• **What to produce**
Once the line with "store.remove_route_out_of_band(SERVER_ID, &tracked.id).await;" is found in the data, output it and each following line exactly, up to and including the line with "by resource name", and nothing before or after.

(Stored items)
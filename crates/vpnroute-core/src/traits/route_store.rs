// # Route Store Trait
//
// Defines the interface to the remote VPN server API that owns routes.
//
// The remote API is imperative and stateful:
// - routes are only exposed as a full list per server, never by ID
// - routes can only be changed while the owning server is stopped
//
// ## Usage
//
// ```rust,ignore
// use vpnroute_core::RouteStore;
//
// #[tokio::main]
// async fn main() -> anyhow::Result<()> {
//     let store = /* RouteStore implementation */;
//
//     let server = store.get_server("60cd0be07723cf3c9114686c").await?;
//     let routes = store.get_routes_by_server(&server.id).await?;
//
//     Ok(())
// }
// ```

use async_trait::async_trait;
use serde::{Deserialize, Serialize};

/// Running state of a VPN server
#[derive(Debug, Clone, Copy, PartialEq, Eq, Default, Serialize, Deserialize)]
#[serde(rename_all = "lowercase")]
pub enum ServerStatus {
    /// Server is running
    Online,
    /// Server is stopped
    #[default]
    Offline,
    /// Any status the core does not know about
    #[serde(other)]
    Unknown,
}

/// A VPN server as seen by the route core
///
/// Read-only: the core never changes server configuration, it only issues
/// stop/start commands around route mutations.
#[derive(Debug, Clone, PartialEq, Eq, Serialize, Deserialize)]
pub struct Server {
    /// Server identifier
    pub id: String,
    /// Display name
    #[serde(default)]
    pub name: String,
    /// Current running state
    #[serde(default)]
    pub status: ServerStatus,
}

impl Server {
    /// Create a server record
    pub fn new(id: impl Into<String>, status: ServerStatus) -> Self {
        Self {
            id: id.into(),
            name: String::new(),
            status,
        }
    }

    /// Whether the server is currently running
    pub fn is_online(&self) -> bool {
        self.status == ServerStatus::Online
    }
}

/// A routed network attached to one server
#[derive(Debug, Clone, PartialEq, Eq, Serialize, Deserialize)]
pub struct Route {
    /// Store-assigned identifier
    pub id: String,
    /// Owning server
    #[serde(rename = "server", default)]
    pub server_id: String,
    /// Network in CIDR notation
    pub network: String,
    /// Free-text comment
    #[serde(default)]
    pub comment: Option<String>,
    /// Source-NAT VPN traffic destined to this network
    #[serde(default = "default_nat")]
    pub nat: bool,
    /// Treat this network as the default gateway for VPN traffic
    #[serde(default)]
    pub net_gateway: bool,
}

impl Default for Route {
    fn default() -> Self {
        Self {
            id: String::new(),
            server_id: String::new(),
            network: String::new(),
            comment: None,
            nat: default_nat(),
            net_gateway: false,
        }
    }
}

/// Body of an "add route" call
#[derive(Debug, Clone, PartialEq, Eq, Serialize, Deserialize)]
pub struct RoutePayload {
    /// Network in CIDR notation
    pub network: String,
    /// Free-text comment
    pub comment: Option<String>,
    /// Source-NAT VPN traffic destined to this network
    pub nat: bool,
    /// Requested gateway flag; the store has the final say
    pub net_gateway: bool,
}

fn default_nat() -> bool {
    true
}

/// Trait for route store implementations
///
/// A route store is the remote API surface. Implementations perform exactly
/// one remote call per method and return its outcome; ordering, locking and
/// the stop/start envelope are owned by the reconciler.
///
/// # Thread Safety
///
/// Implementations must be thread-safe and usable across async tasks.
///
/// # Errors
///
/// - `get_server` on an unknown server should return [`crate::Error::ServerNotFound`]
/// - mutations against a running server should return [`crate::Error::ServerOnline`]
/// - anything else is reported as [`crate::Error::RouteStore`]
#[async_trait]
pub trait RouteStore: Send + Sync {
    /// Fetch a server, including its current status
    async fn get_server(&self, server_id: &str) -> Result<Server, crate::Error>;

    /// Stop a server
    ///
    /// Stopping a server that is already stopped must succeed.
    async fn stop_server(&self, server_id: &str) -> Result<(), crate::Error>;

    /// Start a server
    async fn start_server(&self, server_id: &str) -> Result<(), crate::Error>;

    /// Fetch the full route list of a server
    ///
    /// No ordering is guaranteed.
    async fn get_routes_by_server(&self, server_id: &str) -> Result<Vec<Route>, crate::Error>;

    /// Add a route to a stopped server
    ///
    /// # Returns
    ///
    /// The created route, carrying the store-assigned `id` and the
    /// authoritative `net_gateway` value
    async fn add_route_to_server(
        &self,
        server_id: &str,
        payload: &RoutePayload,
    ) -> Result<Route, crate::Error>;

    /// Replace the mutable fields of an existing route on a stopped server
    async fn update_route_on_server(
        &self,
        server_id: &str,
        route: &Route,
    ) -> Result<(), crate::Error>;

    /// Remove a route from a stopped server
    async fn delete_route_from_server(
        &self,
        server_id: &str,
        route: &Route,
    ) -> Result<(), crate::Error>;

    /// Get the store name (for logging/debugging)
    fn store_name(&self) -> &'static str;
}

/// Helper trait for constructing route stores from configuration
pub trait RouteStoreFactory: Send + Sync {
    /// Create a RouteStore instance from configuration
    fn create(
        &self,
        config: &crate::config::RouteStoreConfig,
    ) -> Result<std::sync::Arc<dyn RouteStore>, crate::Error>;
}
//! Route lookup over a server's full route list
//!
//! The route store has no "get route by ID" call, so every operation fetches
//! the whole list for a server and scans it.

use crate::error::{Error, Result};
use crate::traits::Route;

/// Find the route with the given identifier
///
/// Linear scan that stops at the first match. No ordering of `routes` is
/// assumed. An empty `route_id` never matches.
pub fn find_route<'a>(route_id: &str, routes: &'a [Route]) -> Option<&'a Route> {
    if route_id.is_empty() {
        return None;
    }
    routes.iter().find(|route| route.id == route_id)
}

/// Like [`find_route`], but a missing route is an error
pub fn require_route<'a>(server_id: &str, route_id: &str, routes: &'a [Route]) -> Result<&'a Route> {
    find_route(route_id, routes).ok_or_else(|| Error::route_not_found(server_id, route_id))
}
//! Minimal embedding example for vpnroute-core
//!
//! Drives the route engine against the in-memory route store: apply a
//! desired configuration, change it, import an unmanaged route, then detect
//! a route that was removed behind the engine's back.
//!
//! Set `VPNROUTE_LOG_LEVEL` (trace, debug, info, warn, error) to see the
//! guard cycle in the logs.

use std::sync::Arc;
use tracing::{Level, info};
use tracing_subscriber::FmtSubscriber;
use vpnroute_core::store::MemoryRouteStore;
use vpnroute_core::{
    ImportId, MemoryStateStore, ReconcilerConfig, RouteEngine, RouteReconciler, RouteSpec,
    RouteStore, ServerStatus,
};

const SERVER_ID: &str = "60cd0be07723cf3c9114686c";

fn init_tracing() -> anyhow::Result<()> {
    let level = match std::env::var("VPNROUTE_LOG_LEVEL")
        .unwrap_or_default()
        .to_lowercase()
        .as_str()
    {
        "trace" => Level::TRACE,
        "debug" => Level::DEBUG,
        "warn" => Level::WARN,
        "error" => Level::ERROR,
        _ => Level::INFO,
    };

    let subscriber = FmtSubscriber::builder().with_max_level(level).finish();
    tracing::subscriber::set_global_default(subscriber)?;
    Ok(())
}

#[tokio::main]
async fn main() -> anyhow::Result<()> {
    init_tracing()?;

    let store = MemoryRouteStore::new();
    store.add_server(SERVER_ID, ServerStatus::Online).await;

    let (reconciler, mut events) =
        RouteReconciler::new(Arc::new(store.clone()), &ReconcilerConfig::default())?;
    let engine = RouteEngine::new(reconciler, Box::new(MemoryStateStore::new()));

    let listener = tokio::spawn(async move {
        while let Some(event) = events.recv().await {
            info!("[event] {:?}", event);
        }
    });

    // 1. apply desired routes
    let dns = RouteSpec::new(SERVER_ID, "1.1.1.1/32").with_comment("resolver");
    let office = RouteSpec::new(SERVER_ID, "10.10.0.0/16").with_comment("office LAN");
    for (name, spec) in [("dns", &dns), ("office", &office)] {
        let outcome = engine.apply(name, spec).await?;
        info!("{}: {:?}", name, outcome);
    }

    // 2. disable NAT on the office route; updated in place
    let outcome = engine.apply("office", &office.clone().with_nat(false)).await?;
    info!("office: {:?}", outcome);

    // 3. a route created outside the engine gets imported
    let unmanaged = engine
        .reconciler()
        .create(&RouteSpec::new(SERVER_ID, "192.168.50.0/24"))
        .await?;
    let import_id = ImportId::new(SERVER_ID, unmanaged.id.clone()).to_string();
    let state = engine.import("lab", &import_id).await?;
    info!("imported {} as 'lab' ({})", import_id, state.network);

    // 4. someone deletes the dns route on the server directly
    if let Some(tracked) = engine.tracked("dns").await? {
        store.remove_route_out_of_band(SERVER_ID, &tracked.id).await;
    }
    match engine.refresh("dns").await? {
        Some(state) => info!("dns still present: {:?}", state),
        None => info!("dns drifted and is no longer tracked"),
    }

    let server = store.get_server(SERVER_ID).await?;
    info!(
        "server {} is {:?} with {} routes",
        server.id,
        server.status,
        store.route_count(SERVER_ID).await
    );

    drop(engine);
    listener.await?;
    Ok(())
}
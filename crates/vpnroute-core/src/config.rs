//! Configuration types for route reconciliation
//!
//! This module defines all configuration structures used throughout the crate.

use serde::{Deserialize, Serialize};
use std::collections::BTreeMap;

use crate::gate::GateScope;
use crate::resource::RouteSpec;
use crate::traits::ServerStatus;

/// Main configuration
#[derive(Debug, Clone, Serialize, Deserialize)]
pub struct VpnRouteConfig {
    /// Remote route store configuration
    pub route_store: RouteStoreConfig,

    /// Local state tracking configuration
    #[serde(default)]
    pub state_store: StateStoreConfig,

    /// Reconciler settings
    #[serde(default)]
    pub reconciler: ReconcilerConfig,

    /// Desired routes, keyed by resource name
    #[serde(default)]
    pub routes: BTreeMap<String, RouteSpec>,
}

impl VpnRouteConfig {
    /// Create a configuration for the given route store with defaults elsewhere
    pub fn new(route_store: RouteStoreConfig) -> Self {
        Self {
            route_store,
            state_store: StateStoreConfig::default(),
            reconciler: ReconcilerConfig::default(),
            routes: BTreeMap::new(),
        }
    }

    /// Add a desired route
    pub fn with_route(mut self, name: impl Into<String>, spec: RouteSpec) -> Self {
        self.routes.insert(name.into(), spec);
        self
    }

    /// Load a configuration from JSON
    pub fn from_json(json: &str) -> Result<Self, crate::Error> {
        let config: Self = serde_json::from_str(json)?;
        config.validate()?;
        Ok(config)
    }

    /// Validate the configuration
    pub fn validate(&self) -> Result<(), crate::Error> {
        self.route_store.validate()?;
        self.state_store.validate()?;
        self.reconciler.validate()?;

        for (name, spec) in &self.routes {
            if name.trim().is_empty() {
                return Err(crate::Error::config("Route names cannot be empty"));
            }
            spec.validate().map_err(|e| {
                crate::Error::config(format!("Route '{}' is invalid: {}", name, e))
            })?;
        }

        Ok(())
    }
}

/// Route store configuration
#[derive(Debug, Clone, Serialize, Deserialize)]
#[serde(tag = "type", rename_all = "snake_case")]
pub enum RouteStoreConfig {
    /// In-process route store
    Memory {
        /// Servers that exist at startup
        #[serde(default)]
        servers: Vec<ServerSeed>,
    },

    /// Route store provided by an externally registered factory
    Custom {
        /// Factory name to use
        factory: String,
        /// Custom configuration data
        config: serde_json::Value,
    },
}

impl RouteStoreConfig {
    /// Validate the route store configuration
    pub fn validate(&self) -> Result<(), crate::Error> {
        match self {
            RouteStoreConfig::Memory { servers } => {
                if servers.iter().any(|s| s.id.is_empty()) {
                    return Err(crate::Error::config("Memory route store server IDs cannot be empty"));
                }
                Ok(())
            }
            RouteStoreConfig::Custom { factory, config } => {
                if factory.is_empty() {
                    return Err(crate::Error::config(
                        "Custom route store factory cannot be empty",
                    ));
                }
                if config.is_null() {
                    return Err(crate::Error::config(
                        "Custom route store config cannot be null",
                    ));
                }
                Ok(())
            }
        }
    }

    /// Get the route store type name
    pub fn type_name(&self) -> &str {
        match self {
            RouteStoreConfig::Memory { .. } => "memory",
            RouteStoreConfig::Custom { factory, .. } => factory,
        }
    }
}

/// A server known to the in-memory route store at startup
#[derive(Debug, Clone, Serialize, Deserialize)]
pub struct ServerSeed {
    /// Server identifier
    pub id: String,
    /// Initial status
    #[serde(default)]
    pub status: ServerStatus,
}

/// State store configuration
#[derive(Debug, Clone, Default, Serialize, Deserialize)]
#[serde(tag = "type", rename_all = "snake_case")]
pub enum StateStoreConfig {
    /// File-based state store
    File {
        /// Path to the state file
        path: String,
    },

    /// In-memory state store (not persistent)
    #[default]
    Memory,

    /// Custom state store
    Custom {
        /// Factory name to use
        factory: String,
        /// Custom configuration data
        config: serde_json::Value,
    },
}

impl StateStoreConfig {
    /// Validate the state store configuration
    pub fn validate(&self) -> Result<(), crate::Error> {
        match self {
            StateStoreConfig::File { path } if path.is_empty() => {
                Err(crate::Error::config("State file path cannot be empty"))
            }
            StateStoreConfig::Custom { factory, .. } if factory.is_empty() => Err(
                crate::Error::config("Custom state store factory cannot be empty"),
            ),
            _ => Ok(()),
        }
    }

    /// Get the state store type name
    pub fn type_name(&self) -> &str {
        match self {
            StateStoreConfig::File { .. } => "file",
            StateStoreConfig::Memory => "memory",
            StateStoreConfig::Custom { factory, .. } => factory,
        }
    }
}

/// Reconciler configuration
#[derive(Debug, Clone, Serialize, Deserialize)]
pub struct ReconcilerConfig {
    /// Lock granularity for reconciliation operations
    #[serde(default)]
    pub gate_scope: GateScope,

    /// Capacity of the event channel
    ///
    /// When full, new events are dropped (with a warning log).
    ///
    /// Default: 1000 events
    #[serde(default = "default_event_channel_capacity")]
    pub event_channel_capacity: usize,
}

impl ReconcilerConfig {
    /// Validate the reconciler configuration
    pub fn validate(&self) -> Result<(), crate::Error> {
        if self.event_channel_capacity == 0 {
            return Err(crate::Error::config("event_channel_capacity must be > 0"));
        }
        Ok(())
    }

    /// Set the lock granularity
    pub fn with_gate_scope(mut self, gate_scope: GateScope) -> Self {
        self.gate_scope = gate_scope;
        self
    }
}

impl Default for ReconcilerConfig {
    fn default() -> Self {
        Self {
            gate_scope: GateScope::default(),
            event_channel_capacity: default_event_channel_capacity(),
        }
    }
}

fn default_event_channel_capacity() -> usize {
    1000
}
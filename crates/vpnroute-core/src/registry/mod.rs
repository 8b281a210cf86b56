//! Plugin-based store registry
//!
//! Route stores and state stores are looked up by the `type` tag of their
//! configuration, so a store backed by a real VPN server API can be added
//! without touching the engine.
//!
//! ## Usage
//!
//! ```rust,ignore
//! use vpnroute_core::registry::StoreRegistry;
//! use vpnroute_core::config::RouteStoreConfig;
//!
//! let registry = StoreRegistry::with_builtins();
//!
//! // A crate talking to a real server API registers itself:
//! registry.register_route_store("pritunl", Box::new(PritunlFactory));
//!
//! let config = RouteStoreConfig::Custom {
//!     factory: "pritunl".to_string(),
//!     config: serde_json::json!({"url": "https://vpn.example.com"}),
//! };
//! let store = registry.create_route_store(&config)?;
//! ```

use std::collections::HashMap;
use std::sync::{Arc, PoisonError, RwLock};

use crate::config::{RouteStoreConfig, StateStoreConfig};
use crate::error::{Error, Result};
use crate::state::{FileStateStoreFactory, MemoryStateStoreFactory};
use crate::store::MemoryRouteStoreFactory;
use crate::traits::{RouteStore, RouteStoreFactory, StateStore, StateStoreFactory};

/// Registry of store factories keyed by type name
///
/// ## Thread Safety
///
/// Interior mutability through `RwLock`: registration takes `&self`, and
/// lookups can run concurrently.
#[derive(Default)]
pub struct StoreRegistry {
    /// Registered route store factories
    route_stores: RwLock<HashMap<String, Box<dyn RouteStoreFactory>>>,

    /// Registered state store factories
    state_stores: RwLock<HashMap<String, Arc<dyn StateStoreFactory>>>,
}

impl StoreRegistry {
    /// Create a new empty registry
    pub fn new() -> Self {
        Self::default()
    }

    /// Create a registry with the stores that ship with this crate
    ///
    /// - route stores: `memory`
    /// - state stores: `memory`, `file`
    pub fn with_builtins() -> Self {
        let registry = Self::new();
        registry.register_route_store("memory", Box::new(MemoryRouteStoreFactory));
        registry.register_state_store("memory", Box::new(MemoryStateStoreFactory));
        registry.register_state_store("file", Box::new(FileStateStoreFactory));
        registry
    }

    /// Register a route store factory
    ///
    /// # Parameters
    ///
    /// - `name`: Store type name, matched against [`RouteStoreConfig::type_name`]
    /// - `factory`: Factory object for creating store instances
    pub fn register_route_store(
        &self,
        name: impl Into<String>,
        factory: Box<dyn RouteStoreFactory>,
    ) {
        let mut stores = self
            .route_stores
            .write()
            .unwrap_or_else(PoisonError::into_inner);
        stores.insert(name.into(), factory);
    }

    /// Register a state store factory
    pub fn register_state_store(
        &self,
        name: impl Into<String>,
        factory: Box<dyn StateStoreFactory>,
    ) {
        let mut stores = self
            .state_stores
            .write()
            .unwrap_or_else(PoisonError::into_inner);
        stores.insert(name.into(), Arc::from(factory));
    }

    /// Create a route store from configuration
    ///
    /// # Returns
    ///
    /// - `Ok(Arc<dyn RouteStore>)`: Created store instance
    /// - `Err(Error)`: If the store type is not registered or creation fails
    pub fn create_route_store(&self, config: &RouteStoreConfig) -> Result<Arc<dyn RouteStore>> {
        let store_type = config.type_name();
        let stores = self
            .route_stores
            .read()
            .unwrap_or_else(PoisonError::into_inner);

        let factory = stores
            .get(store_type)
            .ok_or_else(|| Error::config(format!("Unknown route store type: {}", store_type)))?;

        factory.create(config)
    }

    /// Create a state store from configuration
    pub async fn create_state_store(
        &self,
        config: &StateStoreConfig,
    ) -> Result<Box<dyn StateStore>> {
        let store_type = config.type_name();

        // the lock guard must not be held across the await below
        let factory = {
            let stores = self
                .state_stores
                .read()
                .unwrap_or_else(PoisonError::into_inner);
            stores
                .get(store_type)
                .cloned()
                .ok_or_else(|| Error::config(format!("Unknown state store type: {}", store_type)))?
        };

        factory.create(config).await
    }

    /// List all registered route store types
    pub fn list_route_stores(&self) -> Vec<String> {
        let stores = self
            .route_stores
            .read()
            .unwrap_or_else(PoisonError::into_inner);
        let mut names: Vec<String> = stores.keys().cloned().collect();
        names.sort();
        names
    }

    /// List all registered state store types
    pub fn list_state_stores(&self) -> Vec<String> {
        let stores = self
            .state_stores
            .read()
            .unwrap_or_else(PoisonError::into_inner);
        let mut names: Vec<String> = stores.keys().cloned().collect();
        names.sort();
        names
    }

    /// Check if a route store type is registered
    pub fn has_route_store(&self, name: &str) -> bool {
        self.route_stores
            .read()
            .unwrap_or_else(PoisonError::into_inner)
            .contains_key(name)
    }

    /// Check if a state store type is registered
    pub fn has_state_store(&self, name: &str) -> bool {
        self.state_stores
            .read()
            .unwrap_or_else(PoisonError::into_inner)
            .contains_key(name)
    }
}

• **Task response**
        store.remove_route_out_of_band(SERVER_ID, &tracked.id).await;
    }
    match engine.refresh("dns").await? {
        Some(state) => info!("dns still present: {:?}", state),
        None => info!("dns drifted and is no longer tracked"),
    }

    let server = store.get_server(SERVER_ID).await?;
    info!(
        "server {} is {:?} with {} routes",
        server.id,
        server.status,
        store.route_count(SERVER_ID).await
    );

    drop(engine);
    listener.await?;
    Ok(())
}
filename crates/vpnroute-core/src/config.rs
//! Configuration types for route reconciliation
//!
//! This module defines all configuration structures used throughout the crate.

use serde::{Deserialize, Serialize};
use std::collections::BTreeMap;

use crate::gate::GateScope;
use crate::resource::RouteSpec;
use crate::traits::ServerStatus;

/// Main configuration
#[derive(Debug, Clone, Serialize, Deserialize)]
pub struct VpnRouteConfig {
    /// Remote route store configuration
    pub route_store: RouteStoreConfig,

    /// Local state tracking configuration
    #[serde(default)]
    pub state_store: StateStoreConfig,

    /// Reconciler settings
    #[serde(default)]
    pub reconciler: ReconcilerConfig,

    /// Desired routes, keyed by resource name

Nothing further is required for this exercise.